The first easily recognized device the poet uses in Dark Harbor is the introductory poem, “Proem.” This is not a proem in the sense that some critics now use the term, a portmanteau created by combining the words “prose” and “poem.” It is a proem in the classical sense—an introductory passage to a longer work that provides clues to the nature and origin of the work that is to follow.

Ironically, Dark Harbor reads very much like a prose poem. The rhythms are dictated more by syntax than by lineation. Strand uses a combination of three physical devices to give the poem a structured, poemlike appearance. First, he breaks the poem into lines; there are usually between ten and fifteen syllables to each line, but this is by no means a strict rule.

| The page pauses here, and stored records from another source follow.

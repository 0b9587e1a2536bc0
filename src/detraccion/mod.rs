//! Detracción delivery augmentation for SUNAT UBL 2.1 invoices.
//!
//! Freight invoices subject to the detracción withholding scheme (catalogue
//! 51 operation type `1004`) must carry the origin and destination of the
//! transport as `cac:Delivery` blocks. This module adds them to an existing
//! UBL document in three stages:
//!
//! 1. [`classify`](should_augment) decides whether the invoice is regulated
//!    and resolves both linked addresses to administrative codes.
//! 2. [`blocks`](build_origin) turns the resolved values into immutable
//!    blocks.
//! 3. [`splice()`] purges earlier blocks and inserts the new ones before the
//!    `TaxTotal` of each anchor scope.
//!
//! Running the pipeline twice on the same tree gives the same result as
//! running it once.
//!
//! # Example
//!
//! ```ignore
//! use factura_pe::detraccion::{self, AugmentConfig};
//!
//! let rendered = detraccion::to_ubl_xml(&invoice, &AugmentConfig::default())?;
//! assert!(rendered.augmented);
//! ```

mod audit;
mod blocks;
mod classify;
mod config;
mod splice;

pub use audit::{AuditEvent, AuditTrail, Scope, Stage};
pub use blocks::{
    AugmentationBlock, BlockKind, BlockSet, DEFAULT_DESPATCH_INSTRUCTIONS, DestinationBlock,
    OriginBlock, Prefixes, ReferenceValueBlock, build_destination, build_origin,
    build_reference_value, kind_of,
};
pub use classify::{
    ResolvedCode, ResolvedFields, resolve_code, resolve_required_fields, should_augment,
    validate_detraccion,
};
pub use config::{
    AnchorPolicy, AugmentConfig, CodeResolutionPolicy, CodeSource, CodeStrictness, FailureMode,
    ReferenceValuePlacement,
};
pub use splice::{extract_blocks, splice};

use crate::core::{FacturaError, Invoice, ValidationError};
use crate::ubl::{self, DocumentTree};

/// Outcome of one augmentation call.
#[derive(Debug, Clone, PartialEq, Eq)]
pub struct AugmentReport {
    /// Whether the splice stage ran. Scopes it could not find are listed as
    /// `ScopeSkipped` in `audit`.
    pub augmented: bool,
    pub audit: AuditTrail,
}

/// Add the detracción delivery blocks to `tree` when `invoice` is regulated.
///
/// Non-regulated invoices leave the tree untouched and skip configuration
/// validation. Missing origin or destination data is always an error, and
/// nothing is mutated before it is raised. Build and XML failures follow `config.failure_mode`.
pub fn augment_document(
    invoice: &Invoice,
    tree: &mut DocumentTree,
    config: &AugmentConfig,
) -> Result<AugmentReport, FacturaError> {
    let mut audit = AuditTrail::new();
    if !should_augment(invoice, config) {
        audit.record(AuditEvent::NotRegulated);
        return Ok(AugmentReport {
            augmented: false,
            audit,
        });
    }

    config.validate()?;
    let _span = tracing::debug_span!("detraccion", number = %invoice.number).entered();

    let fields = resolve_required_fields(invoice, config)?;
    audit.record(AuditEvent::FieldsResolved {
        origin_code: fields.origin.code.clone(),
        origin_source: fields.origin.source,
        destination_code: fields.destination.code.clone(),
        destination_source: fields.destination.source,
    });

    let result = build_blocks(invoice, &fields, config, &mut audit)
        .and_then(|blocks| splice(tree, &blocks, config, &mut audit));

    match result {
        Ok(()) => Ok(AugmentReport {
            augmented: true,
            audit,
        }),
        Err(err) if config.failure_mode == FailureMode::BestEffort => {
            tracing::warn!(
                number = %invoice.number,
                error = %err,
                "detraccion augmentation failed, keeping base document"
            );
            audit.record(AuditEvent::FallbackToBase {
                error: err.to_string(),
            });
            Ok(AugmentReport {
                augmented: false,
                audit,
            })
        }
        Err(err) => Err(err),
    }
}

fn build_blocks(
    invoice: &Invoice,
    fields: &ResolvedFields,
    config: &AugmentConfig,
    audit: &mut AuditTrail,
) -> Result<BlockSet, FacturaError> {
    let origin = build_origin(
        &fields.origin.code,
        &fields.origin_text,
        &config.country_code,
        &config.despatch_instructions,
    );
    audit.record(AuditEvent::BlockBuilt {
        kind: BlockKind::Origin,
    });

    let destination = build_destination(
        &fields.destination.code,
        &fields.destination_text,
        &config.country_code,
    );
    audit.record(AuditEvent::BlockBuilt {
        kind: BlockKind::Destination,
    });

    let reference_value = match config.reference_value {
        ReferenceValuePlacement::Omit => None,
        _ => {
            let block = build_reference_value(
                invoice.total_amount(),
                &invoice.currency_code,
                &config.reference_sequence_id,
            )?;
            audit.record(AuditEvent::BlockBuilt {
                kind: BlockKind::ReferenceValue,
            });
            Some(block)
        }
    };

    Ok(BlockSet {
        origin,
        destination,
        reference_value,
    })
}

/// A fully rendered invoice.
#[derive(Debug, Clone)]
pub struct RenderedDocument {
    /// UTF-8 XML without declaration.
    pub xml: String,
    /// Non-fatal findings from base generation.
    pub warnings: Vec<ValidationError>,
    pub augmented: bool,
    pub audit: AuditTrail,
}

/// Generate the base UBL invoice, augment it, and serialize it.
pub fn to_ubl_xml(
    invoice: &Invoice,
    config: &AugmentConfig,
) -> Result<RenderedDocument, FacturaError> {
    let mut base = ubl::generate(invoice)?;
    let report = augment_document(invoice, &mut base.tree, config)?;
    Ok(RenderedDocument {
        xml: base.tree.to_xml()?,
        warnings: base.warnings,
        augmented: report.augmented,
        audit: report.audit,
    })
}
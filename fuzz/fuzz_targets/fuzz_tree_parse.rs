#![no_main]

use libfuzzer_sys::fuzz_target;

fuzz_target!(|data: &[u8]| {
    if let Ok(s) = std::str::from_utf8(data) {
        let _ = factura_pe::ubl::DocumentTree::parse(s);
    }
});
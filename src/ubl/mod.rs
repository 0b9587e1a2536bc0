//! Peruvian UBL 2.1 document tree, parsing, serialization and base
//! generation.
//!
//! # Example
//!
//! ```no_run
//! use factura_pe::core::*;
//! use factura_pe::ubl;
//!
//! let invoice: Invoice = todo!(); // build via InvoiceBuilder
//! let base = ubl::generate(&invoice).unwrap();
//! let xml = base.tree.to_xml().unwrap();
//! let reparsed = ubl::DocumentTree::parse(&xml).unwrap();
//! ```

mod generate;
mod tree;
pub(crate) mod xml_utils;

pub use generate::{BaseDocument, generate};
pub use tree::{DocumentTree, Element, MAX_DEPTH, qualify};
pub use xml_utils::format_amount;

/// UBL version emitted in `cbc:UBLVersionID`.
pub const UBL_VERSION_ID: &str = "2.1";

/// SUNAT customization emitted in `cbc:CustomizationID`.
pub const SUNAT_CUSTOMIZATION_ID: &str = "2.0";

/// UBL 2.1 namespace URIs.
pub mod ubl_ns {
    pub const INVOICE: &str = "urn:oasis:names:specification:ubl:schema:xsd:Invoice-2";
    pub const CAC: &str =
        "urn:oasis:names:specification:ubl:schema:xsd:CommonAggregateComponents-2";
    pub const CBC: &str = "urn:oasis:names:specification:ubl:schema:xsd:CommonBasicComponents-2";
}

Sometimes the lines end on weak or unstressed words, but the breaks usually wrap logically into the next line. Second, he begins each line with an uppercase letter. This accomplishes two things: It emphasizes the line breaks, and it adds a touch of formality, a punctuating element that helps define each line as a component that exists both within and outside of syntax. Third, he breaks each section into tercets. This gives a consistent appearance to all forty-five sections of the poem as well as “Proem,” and it serves as a framing device, using white space to sometimes enhance, sometimes override the ostensible logic of the syntax. It also adds another element of formality that complements the high level of diction and wide variety of sentence structures employed throughout the poem.

Form is essential in all of Strand’s poetry. In his essay “Notes on the Craft of Poetry,” published in Claims for Poetry (Donald Hall, ed., 1982) Strand writes:[A]ll poetry is formal in that it exists within limits, limits that...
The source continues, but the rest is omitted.